* _Provided entries_
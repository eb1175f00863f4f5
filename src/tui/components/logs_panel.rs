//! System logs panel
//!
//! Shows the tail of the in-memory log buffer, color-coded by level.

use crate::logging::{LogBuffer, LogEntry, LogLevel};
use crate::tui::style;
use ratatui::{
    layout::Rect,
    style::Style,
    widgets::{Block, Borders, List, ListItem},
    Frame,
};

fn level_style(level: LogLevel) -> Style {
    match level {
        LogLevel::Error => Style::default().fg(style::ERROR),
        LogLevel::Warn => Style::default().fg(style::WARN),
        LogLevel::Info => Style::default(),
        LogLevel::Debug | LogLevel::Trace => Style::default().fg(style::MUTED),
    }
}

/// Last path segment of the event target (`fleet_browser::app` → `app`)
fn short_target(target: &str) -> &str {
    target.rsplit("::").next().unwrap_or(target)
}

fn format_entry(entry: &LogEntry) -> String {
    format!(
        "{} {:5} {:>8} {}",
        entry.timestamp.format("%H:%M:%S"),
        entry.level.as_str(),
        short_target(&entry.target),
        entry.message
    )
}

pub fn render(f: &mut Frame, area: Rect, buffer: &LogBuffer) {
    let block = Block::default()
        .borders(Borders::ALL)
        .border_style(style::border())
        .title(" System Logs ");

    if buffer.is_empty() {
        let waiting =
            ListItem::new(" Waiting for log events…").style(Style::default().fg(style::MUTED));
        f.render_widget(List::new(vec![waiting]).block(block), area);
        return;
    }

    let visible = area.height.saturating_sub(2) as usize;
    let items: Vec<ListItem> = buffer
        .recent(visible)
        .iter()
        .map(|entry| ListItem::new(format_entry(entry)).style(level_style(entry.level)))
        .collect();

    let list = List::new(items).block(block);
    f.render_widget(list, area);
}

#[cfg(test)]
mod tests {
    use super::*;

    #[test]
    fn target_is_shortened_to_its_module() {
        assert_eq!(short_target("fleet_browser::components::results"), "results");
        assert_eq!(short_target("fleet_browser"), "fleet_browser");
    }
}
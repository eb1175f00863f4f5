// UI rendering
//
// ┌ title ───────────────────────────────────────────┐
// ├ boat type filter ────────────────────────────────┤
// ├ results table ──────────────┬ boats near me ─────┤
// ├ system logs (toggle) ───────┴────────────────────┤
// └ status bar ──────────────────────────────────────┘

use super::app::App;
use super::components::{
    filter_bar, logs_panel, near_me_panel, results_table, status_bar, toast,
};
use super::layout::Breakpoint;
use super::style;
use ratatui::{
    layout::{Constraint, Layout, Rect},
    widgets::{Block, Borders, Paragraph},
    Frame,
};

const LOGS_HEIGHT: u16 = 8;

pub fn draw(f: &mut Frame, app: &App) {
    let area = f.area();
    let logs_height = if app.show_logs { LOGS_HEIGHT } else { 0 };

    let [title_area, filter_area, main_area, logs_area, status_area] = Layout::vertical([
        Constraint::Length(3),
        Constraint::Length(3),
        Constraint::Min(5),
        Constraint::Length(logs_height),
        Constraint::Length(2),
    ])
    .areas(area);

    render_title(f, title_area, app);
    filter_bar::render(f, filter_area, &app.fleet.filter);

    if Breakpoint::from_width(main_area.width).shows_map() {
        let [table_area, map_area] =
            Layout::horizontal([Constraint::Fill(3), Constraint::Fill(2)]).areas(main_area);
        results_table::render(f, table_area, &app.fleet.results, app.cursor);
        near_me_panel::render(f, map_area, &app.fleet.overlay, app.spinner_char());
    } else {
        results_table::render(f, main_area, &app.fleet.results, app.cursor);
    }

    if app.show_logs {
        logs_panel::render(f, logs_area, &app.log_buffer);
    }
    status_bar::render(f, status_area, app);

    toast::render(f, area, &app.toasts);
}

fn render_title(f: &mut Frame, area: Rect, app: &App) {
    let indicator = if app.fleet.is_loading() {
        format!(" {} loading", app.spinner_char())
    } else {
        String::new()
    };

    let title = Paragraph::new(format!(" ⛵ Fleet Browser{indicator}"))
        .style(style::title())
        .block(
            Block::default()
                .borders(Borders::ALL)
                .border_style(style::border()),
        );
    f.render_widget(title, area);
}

* _Task statement_
If a line of the listing contains "Length", count it; state the final number and nothing more.

* _Result_
4